■ TASK TO COMPLETE ■
From the entries that follow, extract each line holding the string "message".

■ TASK INPUTS ■
-----
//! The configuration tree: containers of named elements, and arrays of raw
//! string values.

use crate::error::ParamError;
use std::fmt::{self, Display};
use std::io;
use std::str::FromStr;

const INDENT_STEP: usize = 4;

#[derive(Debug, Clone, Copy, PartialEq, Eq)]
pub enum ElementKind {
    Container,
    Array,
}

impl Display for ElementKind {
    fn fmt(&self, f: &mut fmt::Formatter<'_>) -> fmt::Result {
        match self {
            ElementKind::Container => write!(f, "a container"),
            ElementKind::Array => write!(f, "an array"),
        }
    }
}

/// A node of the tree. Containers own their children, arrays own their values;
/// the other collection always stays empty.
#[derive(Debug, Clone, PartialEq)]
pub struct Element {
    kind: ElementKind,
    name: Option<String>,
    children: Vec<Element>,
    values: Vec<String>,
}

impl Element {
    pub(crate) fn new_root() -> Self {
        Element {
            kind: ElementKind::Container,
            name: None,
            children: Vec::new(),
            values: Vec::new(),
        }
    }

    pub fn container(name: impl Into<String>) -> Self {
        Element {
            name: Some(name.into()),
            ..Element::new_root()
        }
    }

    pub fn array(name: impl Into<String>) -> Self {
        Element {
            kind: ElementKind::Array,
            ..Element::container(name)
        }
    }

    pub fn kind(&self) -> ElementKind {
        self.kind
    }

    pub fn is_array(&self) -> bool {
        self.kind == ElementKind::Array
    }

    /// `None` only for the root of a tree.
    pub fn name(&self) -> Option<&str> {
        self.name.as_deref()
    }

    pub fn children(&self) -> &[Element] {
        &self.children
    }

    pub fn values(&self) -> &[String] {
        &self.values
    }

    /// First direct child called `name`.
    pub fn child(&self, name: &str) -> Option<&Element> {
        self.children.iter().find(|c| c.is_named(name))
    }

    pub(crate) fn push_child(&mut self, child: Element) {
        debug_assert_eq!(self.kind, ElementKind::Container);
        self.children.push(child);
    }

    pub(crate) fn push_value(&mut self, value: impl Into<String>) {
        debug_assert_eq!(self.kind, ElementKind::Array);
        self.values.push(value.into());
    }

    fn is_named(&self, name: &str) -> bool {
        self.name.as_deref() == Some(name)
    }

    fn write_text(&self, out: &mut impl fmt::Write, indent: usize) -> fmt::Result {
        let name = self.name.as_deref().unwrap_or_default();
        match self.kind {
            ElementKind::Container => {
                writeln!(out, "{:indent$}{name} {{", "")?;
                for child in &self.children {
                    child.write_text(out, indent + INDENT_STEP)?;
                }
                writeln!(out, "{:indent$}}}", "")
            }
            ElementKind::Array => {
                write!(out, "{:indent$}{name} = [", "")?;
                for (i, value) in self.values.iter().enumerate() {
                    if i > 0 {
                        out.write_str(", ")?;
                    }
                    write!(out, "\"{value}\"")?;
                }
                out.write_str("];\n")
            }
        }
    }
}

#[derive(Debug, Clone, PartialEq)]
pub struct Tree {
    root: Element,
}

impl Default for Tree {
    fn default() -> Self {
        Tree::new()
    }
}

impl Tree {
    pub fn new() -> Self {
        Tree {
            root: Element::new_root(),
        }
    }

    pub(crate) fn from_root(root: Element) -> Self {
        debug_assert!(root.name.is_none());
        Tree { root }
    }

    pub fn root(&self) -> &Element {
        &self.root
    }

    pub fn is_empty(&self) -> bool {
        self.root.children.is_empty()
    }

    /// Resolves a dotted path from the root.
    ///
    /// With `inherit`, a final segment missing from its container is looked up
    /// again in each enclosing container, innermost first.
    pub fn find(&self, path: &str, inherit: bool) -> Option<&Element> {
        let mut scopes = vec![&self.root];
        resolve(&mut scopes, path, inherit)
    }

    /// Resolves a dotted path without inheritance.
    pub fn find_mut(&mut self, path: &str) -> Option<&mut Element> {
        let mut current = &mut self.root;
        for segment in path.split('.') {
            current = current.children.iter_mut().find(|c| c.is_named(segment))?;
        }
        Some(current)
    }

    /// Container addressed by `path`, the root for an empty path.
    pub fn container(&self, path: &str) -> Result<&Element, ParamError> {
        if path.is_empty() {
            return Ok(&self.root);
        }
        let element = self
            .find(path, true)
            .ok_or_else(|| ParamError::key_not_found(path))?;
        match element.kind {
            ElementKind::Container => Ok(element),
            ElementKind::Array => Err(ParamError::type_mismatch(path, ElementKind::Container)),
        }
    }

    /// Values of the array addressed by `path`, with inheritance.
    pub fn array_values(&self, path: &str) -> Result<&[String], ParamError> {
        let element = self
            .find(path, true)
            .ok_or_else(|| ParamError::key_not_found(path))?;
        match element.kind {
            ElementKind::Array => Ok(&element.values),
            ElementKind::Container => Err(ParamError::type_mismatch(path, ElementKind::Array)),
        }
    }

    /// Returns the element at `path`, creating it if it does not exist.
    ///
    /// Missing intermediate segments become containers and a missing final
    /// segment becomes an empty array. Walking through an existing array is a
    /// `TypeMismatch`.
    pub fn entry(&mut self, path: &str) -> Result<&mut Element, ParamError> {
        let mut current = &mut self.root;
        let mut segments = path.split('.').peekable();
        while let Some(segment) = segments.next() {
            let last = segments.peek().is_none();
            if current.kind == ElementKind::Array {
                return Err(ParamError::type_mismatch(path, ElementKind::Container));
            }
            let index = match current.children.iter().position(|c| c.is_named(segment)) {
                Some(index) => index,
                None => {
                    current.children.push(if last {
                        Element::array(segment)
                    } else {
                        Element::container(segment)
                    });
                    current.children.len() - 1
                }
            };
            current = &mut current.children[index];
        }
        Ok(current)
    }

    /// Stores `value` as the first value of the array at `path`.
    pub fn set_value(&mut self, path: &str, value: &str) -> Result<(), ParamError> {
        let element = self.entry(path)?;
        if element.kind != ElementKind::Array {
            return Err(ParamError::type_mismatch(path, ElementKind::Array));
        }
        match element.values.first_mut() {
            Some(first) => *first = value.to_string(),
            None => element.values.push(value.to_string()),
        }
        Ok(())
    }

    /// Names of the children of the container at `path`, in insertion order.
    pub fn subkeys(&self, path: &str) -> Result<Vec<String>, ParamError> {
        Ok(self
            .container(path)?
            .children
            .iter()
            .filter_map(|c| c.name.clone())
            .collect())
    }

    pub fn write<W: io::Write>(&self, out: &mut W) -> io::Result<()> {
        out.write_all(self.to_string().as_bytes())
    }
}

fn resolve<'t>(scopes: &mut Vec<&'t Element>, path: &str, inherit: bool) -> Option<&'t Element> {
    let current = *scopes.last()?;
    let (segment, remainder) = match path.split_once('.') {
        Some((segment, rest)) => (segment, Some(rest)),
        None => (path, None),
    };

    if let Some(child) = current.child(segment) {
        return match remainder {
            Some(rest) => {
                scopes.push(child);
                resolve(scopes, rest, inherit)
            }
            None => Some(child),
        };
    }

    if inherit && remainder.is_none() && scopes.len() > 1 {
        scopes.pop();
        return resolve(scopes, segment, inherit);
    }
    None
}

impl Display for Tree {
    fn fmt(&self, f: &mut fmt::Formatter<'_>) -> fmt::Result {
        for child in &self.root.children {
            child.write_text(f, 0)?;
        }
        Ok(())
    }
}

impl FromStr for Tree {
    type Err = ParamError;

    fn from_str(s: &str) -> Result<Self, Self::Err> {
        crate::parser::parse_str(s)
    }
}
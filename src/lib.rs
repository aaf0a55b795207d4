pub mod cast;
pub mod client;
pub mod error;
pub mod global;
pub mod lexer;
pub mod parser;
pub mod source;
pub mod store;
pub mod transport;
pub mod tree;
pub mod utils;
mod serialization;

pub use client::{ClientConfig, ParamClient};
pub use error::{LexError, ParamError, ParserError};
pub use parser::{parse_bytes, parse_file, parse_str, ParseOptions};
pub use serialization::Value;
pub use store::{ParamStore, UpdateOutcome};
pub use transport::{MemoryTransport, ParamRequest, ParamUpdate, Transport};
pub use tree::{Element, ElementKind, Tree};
-----
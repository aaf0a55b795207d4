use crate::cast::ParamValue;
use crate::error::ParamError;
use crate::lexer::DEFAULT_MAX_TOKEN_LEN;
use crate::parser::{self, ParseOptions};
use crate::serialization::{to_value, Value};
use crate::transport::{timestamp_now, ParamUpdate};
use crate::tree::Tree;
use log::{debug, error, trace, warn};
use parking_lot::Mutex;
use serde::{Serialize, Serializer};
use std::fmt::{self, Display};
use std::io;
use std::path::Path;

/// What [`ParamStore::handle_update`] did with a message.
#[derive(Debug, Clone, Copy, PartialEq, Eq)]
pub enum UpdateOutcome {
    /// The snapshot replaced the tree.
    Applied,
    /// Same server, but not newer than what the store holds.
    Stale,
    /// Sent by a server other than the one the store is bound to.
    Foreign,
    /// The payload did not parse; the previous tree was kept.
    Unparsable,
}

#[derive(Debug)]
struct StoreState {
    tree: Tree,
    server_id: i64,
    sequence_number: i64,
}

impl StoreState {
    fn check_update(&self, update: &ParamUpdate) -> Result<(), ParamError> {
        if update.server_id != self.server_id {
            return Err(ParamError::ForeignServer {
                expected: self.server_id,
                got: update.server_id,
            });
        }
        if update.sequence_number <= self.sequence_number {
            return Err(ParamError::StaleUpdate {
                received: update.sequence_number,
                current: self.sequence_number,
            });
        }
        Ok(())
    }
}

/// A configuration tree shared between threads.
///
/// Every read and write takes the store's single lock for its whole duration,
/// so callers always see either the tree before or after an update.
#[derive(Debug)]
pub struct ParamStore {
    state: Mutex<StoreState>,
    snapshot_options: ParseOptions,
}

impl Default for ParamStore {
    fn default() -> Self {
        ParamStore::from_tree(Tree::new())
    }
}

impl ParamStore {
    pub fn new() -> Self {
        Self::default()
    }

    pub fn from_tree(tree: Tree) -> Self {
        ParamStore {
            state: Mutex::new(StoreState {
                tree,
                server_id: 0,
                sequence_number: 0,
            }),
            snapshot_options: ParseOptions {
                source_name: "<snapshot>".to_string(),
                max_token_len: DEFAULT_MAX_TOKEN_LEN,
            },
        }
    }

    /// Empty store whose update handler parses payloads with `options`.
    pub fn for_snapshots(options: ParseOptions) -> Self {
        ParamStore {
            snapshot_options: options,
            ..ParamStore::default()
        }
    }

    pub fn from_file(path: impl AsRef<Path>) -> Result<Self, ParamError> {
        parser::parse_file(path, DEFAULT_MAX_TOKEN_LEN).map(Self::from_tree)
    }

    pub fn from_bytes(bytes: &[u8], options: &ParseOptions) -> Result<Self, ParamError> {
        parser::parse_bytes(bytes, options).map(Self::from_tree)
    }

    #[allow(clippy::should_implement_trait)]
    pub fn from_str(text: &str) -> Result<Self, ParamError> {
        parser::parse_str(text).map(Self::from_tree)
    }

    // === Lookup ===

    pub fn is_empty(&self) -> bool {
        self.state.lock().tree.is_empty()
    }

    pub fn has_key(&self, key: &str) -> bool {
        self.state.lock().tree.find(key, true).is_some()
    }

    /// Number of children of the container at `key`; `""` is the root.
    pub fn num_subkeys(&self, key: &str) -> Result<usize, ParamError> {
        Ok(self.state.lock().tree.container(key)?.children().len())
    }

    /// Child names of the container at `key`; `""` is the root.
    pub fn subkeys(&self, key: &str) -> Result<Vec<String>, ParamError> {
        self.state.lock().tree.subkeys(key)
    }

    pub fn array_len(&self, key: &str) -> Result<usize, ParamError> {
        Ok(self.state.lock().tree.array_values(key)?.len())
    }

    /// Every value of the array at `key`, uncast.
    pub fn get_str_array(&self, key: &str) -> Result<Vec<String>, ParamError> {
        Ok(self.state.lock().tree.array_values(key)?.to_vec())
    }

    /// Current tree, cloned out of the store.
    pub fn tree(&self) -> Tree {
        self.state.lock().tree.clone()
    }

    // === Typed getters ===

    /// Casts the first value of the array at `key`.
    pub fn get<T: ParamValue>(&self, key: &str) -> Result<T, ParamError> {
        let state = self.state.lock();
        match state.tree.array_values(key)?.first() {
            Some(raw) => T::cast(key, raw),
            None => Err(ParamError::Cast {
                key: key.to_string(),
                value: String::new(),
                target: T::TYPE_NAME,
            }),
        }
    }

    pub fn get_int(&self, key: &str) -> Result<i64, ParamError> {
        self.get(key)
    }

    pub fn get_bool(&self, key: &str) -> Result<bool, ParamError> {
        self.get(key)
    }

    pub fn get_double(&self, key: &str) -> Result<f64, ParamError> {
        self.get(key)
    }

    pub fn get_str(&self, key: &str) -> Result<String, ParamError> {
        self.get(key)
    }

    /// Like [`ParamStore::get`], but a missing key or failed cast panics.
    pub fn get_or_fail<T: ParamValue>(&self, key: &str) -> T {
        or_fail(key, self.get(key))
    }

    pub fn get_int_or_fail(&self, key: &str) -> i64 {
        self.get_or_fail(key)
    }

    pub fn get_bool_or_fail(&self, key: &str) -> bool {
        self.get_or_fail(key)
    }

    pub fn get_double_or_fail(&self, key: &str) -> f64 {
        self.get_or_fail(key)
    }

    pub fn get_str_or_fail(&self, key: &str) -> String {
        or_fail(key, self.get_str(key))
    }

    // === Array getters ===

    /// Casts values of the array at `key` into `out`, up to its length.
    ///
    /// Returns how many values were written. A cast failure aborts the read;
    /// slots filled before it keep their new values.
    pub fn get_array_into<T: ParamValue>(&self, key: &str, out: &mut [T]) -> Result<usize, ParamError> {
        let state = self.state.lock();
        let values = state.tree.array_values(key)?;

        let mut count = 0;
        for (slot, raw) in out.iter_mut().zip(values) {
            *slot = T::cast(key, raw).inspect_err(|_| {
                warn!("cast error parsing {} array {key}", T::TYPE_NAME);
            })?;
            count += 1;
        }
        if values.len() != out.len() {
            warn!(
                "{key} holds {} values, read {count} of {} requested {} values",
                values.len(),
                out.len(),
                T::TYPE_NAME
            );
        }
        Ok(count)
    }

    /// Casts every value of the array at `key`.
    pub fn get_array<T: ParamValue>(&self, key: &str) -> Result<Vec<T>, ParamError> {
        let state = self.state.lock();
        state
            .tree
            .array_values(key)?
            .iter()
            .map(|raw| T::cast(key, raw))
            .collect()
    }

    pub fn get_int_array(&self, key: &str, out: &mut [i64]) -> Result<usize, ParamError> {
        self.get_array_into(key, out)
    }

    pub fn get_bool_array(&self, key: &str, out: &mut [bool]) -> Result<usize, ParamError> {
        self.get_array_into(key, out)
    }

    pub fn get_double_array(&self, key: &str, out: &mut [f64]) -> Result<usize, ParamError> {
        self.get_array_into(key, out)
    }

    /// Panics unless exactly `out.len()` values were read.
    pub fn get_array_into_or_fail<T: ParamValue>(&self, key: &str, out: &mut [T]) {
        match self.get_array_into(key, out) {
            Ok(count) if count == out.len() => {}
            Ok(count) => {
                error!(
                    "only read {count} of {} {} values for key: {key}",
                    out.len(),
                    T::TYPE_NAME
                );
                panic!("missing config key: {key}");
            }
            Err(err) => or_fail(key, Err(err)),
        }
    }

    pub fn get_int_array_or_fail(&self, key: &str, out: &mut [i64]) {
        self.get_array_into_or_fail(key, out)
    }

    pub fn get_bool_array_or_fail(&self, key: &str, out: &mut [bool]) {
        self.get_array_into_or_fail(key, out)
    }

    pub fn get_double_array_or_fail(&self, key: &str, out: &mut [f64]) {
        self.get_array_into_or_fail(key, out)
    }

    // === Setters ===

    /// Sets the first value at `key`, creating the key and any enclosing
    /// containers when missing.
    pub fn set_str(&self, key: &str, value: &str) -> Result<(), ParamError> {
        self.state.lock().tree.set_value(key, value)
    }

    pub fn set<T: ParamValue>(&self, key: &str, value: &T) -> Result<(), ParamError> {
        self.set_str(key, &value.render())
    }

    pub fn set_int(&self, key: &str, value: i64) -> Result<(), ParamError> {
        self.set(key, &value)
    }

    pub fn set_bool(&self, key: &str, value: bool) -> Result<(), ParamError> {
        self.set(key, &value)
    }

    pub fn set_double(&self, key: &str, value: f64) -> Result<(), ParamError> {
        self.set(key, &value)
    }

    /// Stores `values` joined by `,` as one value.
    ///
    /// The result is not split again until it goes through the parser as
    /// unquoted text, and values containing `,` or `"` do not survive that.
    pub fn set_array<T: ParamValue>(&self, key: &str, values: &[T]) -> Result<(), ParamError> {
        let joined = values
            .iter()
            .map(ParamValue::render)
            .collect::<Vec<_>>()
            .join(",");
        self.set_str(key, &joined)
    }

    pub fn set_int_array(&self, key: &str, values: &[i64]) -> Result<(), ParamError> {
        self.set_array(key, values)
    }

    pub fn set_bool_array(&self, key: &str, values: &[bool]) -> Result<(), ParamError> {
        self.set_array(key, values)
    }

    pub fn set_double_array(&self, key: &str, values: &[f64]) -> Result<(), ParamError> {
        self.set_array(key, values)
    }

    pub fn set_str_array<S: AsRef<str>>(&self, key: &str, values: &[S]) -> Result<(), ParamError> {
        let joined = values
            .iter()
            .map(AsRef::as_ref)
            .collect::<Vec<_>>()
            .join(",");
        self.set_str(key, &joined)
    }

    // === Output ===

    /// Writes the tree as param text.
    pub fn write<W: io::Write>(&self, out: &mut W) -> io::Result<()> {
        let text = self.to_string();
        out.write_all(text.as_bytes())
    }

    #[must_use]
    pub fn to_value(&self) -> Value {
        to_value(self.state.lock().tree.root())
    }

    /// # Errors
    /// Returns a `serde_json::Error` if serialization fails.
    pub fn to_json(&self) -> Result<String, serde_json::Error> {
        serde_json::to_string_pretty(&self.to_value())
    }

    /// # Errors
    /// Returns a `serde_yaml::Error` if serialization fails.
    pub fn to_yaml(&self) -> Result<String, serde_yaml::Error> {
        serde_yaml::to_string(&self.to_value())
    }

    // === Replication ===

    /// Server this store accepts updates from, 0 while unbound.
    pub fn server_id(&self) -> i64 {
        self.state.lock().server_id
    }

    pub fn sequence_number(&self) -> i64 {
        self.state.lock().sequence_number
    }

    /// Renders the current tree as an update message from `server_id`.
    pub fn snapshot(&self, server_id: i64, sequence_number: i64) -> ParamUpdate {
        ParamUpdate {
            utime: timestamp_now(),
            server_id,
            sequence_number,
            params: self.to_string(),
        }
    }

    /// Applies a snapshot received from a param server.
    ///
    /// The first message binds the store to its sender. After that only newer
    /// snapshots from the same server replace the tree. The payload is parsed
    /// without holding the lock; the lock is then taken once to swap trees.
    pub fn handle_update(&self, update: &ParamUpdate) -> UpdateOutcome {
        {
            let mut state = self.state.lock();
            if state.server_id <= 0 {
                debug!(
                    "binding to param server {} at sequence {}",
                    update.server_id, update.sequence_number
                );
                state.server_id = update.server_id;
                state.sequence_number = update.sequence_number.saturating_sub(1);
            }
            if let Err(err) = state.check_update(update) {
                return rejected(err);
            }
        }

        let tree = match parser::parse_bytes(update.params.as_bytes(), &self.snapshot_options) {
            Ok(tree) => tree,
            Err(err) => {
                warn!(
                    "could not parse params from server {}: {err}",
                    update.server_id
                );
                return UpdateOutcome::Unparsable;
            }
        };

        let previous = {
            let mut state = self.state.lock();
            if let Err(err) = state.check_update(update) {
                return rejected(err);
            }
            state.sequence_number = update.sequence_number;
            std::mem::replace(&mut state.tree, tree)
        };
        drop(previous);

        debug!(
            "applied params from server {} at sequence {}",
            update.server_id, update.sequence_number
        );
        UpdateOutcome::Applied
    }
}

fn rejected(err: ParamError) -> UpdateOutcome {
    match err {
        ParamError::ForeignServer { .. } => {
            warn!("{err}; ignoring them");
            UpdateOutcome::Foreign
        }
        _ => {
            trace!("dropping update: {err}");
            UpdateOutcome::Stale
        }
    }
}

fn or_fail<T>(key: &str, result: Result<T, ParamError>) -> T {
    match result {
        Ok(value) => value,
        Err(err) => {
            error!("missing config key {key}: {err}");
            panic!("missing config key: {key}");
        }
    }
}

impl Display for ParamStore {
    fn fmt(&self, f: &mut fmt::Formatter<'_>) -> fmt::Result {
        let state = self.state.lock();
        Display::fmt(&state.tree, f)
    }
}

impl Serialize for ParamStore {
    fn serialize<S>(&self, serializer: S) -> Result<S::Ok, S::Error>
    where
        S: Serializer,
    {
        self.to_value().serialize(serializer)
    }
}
-----
■ REPLY TO THE EXERCISE ■
/// What [`ParamStore::handle_update`] did with a message.
    /// Renders the current tree as an update message from `server_id`.
    /// The first message binds the store to its sender. After that only newer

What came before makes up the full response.